_Data for review_
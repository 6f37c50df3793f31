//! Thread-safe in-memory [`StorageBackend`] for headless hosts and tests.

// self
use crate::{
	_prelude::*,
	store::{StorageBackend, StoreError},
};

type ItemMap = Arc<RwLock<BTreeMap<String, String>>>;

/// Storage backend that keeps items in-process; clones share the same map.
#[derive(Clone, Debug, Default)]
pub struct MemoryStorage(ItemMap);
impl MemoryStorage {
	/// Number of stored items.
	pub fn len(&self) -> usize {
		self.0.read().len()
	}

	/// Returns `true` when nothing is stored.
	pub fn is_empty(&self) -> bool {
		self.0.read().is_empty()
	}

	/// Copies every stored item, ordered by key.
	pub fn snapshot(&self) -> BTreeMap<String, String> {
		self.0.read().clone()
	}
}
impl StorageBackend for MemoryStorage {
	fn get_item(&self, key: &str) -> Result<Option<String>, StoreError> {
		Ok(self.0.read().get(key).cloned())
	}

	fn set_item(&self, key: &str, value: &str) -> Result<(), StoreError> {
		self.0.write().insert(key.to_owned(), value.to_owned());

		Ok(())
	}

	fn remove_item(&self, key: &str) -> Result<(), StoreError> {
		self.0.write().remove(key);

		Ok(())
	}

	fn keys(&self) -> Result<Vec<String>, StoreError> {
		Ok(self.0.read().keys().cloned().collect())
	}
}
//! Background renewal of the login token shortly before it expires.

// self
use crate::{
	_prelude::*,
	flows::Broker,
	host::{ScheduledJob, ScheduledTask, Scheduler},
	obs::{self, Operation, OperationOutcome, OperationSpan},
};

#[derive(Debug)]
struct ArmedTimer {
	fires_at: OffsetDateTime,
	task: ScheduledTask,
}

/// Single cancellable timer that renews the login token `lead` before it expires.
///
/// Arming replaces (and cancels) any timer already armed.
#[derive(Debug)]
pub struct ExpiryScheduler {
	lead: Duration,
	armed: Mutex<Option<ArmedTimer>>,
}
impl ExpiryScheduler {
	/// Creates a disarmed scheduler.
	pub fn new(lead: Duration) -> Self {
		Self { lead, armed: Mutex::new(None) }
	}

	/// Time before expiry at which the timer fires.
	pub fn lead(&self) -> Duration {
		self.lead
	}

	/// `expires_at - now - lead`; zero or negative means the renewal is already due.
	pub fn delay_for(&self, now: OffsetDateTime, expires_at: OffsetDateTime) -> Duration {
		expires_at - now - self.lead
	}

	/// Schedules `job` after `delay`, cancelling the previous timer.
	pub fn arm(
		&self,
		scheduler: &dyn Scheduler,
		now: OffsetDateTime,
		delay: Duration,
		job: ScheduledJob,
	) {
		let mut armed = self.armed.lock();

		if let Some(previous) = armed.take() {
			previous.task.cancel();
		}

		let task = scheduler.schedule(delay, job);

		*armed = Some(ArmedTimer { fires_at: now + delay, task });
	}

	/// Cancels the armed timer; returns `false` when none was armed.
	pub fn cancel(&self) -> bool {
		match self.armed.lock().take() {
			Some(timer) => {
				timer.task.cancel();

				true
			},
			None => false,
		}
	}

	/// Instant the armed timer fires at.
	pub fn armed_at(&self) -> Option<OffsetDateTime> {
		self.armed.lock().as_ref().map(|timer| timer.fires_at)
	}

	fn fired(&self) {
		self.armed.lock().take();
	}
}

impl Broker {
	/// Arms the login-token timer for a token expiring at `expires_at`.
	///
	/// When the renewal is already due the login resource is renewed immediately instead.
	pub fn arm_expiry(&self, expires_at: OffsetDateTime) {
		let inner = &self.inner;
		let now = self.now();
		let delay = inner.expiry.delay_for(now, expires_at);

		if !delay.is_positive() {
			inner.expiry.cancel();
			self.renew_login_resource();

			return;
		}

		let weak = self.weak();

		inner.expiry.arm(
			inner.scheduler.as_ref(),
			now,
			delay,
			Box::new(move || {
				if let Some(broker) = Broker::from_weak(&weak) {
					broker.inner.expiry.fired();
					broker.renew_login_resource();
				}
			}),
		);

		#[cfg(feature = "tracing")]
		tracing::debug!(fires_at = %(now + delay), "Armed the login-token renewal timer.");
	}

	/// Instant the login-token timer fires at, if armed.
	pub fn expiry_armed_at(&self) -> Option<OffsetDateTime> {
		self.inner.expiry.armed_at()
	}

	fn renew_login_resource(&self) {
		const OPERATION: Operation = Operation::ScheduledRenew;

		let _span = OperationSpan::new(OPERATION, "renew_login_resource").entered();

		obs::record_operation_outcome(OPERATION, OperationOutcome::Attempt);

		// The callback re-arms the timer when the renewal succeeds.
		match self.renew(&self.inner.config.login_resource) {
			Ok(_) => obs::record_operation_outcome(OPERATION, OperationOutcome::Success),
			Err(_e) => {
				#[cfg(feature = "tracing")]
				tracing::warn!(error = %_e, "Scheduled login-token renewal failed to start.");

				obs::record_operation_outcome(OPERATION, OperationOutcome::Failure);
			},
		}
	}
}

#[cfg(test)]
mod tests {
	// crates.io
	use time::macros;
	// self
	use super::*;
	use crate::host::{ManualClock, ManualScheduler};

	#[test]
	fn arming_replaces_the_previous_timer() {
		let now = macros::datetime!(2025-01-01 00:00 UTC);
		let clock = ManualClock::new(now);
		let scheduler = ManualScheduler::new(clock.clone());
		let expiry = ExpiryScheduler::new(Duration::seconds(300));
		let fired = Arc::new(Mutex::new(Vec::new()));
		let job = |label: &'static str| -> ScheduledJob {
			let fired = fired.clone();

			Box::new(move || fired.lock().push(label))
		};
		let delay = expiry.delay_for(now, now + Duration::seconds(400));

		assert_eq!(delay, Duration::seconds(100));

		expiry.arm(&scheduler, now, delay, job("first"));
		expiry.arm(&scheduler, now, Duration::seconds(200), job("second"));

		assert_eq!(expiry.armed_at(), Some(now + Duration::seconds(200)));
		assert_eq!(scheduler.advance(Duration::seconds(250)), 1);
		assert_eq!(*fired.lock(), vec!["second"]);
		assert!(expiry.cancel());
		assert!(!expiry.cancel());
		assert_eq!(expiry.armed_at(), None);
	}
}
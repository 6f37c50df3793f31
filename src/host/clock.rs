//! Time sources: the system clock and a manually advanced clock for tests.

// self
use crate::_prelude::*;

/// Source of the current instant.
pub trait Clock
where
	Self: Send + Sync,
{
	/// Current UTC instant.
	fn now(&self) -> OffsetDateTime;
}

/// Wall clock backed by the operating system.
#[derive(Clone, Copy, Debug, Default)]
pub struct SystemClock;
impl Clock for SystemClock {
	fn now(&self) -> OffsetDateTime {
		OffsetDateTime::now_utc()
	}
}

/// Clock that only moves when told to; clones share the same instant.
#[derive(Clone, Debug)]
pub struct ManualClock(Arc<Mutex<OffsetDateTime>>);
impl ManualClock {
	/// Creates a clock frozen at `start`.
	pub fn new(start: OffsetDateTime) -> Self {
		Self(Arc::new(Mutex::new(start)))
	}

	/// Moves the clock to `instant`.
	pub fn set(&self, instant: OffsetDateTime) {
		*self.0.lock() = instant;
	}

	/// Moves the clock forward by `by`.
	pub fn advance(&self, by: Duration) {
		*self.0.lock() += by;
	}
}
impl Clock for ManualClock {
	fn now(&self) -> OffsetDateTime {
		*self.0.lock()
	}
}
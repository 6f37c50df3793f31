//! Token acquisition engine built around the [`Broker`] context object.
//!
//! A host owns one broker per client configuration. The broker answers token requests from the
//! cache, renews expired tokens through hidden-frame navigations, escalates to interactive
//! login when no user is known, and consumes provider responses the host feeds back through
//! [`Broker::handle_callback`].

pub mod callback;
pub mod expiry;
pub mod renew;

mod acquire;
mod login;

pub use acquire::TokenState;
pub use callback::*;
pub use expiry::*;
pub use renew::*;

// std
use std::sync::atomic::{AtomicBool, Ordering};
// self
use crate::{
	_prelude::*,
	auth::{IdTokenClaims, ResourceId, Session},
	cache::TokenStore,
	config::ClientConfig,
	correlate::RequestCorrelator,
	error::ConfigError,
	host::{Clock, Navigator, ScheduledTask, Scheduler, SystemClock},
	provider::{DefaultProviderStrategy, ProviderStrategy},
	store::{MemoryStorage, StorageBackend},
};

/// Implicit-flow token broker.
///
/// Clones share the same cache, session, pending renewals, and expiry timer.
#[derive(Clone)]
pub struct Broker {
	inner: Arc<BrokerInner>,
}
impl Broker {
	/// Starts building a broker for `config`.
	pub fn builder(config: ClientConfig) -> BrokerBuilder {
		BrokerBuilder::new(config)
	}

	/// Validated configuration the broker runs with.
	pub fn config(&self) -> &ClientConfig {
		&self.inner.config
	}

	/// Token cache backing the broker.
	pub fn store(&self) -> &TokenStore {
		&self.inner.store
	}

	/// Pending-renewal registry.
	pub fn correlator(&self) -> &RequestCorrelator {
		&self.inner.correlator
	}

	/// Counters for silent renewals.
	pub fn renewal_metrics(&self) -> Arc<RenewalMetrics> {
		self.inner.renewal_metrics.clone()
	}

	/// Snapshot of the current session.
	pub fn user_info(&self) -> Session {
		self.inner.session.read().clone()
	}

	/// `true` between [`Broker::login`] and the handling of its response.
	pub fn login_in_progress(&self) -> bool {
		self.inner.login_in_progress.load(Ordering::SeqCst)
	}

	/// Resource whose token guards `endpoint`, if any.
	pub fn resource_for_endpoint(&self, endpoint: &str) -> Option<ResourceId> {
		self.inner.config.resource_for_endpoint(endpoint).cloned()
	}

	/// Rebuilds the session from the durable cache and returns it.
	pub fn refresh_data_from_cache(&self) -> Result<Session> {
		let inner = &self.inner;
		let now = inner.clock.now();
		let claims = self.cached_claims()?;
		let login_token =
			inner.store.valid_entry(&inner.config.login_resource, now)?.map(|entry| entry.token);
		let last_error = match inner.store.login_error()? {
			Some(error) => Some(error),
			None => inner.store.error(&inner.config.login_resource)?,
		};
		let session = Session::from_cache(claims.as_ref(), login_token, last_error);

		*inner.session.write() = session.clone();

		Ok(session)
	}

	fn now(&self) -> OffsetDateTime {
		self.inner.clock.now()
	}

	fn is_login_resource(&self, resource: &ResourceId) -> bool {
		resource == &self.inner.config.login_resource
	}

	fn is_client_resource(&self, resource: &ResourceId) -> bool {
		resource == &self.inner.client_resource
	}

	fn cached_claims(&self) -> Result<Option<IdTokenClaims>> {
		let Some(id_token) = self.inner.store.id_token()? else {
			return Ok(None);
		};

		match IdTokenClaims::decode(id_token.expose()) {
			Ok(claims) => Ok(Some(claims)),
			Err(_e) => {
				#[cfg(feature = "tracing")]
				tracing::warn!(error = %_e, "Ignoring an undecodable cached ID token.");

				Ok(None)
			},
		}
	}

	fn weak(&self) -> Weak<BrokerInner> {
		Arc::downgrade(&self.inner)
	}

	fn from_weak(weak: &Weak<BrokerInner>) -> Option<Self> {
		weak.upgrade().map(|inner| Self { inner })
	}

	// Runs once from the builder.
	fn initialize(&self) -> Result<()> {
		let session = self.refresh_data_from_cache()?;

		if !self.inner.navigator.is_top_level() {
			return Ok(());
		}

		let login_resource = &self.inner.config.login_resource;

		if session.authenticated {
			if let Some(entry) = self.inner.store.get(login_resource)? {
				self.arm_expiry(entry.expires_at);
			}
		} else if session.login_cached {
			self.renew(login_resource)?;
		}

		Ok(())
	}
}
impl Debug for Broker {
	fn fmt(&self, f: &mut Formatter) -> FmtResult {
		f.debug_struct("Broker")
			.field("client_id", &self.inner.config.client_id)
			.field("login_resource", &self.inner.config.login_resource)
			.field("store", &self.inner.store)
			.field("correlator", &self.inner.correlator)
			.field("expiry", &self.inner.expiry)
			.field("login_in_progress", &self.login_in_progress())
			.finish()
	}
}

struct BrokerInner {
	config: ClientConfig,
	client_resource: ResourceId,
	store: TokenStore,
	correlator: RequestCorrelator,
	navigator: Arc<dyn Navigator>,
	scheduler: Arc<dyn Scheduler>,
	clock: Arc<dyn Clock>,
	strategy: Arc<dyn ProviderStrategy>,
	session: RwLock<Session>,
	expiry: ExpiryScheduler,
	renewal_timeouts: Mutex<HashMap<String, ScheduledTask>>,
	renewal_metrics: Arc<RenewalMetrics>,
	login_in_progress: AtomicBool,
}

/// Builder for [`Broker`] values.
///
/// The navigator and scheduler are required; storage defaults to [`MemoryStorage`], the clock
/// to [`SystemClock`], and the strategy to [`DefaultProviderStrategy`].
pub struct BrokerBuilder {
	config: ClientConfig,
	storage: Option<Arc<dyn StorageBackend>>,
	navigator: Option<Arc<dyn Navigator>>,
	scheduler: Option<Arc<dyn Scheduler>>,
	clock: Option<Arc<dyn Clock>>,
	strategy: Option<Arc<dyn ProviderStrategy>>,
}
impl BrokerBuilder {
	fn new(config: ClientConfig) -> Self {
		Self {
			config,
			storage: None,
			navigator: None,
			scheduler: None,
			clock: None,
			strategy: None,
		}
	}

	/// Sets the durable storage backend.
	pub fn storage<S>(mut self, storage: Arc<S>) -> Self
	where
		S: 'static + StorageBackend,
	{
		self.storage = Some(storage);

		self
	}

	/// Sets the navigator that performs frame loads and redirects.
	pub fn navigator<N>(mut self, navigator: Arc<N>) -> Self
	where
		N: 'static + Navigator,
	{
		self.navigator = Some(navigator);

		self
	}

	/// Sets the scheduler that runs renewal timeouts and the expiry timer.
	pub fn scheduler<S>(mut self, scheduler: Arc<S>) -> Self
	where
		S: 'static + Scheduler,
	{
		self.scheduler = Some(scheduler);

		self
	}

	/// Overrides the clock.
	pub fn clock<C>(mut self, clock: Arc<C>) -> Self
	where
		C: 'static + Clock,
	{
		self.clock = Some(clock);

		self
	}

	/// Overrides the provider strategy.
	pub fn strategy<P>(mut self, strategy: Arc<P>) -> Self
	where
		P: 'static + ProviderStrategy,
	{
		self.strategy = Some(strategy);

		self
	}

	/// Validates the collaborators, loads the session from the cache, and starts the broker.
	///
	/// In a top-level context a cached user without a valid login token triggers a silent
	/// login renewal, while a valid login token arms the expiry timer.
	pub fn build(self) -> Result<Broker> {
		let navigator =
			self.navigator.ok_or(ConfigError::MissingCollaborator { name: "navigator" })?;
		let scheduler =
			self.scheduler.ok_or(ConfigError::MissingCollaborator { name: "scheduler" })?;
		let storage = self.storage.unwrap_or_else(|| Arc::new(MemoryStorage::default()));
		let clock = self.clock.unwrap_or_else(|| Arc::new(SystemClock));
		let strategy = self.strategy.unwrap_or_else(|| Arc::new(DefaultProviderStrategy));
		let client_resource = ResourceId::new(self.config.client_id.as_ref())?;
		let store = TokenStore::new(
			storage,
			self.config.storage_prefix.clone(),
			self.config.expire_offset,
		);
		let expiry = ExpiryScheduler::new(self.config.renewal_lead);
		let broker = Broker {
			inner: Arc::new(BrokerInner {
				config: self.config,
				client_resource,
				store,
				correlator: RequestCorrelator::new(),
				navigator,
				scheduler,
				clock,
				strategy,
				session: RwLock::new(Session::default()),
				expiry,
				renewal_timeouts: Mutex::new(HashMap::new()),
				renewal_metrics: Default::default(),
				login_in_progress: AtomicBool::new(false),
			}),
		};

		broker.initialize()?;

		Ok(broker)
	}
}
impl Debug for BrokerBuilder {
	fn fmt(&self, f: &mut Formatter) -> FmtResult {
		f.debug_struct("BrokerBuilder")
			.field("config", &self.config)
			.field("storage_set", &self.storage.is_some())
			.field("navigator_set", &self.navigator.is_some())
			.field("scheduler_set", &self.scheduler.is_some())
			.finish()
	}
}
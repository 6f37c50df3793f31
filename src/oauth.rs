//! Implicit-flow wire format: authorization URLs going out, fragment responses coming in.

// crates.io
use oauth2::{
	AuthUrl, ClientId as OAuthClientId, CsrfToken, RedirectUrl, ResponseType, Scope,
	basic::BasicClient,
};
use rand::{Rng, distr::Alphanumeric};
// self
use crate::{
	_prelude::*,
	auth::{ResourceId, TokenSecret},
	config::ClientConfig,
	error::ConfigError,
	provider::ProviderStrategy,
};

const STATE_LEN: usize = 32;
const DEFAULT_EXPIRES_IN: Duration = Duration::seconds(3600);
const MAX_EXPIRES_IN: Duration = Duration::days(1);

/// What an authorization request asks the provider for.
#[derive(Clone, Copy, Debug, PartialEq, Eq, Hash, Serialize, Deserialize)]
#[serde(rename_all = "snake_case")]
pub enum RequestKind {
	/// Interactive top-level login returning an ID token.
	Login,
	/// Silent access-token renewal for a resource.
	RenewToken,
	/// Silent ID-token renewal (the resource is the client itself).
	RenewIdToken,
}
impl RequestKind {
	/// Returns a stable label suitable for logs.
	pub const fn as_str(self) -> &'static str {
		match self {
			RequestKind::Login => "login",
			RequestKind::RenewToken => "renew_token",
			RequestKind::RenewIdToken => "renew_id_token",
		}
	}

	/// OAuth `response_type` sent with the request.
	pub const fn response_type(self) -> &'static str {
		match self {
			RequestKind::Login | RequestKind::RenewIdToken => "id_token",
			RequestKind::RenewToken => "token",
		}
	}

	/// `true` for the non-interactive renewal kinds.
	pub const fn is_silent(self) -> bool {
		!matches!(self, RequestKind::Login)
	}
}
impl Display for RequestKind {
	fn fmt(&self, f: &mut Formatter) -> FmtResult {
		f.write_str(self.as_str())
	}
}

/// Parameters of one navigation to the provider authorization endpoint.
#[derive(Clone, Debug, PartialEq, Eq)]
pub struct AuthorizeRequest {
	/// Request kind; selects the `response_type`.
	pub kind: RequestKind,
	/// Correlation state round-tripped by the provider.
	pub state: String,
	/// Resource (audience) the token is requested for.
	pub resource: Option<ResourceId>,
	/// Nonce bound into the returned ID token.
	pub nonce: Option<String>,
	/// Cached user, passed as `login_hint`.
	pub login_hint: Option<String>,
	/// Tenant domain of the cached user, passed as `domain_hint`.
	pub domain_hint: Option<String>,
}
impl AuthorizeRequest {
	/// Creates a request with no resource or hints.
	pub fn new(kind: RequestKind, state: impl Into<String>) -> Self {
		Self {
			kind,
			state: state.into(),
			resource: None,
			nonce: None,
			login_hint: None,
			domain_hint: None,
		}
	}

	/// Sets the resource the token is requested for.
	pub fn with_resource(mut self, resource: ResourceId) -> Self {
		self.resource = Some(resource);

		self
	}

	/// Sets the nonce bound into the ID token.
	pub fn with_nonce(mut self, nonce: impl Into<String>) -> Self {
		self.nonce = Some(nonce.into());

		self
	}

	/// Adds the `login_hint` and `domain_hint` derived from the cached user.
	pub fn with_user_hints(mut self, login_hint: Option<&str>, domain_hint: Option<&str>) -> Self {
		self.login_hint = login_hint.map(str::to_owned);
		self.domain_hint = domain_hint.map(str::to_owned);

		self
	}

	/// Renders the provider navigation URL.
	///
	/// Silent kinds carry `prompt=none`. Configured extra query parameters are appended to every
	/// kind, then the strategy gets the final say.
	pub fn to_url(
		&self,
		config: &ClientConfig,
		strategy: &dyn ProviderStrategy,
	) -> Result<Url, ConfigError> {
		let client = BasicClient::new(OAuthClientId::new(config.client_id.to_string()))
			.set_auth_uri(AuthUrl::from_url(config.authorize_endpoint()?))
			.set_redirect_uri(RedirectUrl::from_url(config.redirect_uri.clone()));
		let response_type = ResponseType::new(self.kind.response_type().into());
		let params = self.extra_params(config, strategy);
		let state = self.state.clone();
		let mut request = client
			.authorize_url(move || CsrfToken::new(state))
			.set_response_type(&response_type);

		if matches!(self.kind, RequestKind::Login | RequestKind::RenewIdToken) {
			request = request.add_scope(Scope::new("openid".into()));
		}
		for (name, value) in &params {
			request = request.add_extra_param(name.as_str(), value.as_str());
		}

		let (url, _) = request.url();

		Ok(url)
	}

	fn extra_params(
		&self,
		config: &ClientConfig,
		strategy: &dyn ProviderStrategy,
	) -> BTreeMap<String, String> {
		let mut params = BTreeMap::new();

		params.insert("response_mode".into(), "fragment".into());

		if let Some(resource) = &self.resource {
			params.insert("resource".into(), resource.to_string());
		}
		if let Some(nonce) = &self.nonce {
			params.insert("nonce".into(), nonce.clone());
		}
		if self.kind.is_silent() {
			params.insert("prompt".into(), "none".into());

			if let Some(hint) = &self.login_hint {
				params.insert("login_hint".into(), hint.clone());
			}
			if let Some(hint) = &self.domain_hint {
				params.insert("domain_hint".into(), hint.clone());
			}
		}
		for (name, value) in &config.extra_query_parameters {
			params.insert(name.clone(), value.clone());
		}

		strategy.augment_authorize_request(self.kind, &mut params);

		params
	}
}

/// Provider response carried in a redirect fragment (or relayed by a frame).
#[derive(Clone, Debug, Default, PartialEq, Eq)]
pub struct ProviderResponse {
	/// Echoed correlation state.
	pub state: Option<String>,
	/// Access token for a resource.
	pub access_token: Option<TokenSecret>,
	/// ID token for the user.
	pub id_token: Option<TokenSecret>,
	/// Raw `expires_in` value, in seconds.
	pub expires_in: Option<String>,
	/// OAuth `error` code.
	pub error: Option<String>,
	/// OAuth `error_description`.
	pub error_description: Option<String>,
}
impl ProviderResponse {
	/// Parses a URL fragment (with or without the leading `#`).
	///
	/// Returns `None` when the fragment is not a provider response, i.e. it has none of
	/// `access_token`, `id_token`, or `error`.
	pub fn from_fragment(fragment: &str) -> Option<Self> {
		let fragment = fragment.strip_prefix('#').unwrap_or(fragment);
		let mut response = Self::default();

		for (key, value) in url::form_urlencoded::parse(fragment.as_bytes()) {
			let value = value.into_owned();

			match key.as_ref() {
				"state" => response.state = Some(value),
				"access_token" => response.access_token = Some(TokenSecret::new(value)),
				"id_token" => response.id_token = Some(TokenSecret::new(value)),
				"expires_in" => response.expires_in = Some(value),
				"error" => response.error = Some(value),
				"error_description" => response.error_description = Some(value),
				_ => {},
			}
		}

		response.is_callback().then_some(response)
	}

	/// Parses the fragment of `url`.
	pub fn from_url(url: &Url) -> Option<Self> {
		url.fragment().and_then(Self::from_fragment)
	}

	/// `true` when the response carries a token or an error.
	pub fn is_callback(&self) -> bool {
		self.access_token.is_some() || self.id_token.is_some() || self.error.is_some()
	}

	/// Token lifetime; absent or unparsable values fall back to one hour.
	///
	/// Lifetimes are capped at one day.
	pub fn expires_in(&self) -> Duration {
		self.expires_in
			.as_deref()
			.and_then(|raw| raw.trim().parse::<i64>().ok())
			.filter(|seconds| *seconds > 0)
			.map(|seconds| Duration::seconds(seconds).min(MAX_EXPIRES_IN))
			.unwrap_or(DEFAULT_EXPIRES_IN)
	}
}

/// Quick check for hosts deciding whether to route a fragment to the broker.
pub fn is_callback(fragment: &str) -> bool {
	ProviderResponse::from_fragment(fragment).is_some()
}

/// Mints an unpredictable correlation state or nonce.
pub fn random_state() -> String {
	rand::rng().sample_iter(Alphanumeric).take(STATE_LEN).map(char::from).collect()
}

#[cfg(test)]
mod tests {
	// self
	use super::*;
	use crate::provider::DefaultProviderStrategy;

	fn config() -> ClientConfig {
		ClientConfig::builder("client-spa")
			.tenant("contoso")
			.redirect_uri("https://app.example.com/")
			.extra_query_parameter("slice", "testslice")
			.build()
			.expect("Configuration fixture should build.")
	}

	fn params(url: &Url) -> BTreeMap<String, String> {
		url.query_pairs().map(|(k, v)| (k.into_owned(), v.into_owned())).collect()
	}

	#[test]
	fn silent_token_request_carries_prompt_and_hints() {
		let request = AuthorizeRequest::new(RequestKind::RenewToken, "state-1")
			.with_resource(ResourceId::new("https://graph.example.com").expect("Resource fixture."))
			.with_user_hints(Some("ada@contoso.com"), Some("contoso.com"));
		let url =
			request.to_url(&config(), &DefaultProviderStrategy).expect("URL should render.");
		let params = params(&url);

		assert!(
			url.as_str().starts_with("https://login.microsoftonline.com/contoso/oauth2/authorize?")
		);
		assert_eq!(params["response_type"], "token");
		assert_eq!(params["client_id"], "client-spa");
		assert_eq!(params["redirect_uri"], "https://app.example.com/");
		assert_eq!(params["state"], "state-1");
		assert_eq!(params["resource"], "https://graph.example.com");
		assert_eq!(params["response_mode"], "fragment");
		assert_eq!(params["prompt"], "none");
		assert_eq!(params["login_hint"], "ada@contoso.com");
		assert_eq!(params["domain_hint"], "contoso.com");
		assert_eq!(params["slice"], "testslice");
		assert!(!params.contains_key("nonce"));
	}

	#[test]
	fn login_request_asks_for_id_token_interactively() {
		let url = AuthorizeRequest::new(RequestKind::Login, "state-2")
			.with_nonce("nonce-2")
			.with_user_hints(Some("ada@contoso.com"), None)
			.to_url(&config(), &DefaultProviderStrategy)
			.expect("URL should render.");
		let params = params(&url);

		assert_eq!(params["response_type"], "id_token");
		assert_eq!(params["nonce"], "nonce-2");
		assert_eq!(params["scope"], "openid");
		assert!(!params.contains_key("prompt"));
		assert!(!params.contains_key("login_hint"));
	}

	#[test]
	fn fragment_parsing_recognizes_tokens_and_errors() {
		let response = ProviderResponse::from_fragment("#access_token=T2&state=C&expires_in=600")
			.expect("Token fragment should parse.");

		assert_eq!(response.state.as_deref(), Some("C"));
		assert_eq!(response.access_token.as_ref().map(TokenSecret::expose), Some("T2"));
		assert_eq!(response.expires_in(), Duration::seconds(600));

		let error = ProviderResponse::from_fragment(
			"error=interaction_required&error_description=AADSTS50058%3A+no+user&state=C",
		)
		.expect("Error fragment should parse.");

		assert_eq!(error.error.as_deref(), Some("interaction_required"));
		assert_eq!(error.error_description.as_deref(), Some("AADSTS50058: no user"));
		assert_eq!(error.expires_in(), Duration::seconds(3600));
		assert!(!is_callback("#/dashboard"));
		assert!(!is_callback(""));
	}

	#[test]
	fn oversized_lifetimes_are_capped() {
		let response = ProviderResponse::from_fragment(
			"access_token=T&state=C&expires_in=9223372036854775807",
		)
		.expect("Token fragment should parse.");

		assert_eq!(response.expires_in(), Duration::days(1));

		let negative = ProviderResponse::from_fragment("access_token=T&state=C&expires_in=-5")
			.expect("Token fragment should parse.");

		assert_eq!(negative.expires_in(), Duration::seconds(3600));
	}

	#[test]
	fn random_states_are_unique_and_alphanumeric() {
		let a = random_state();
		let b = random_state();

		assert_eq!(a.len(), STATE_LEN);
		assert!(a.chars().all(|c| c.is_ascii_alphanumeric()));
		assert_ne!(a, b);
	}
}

_How to complete this task_
Every line of the records that includes the word "BrokerInner" should be gathered.

_Result of the task_
	inner: Arc<BrokerInner>,
	fn weak(&self) -> Weak<BrokerInner> {
	fn from_weak(weak: &Weak<BrokerInner>) -> Option<Self> {
struct BrokerInner {
			inner: Arc::new(BrokerInner {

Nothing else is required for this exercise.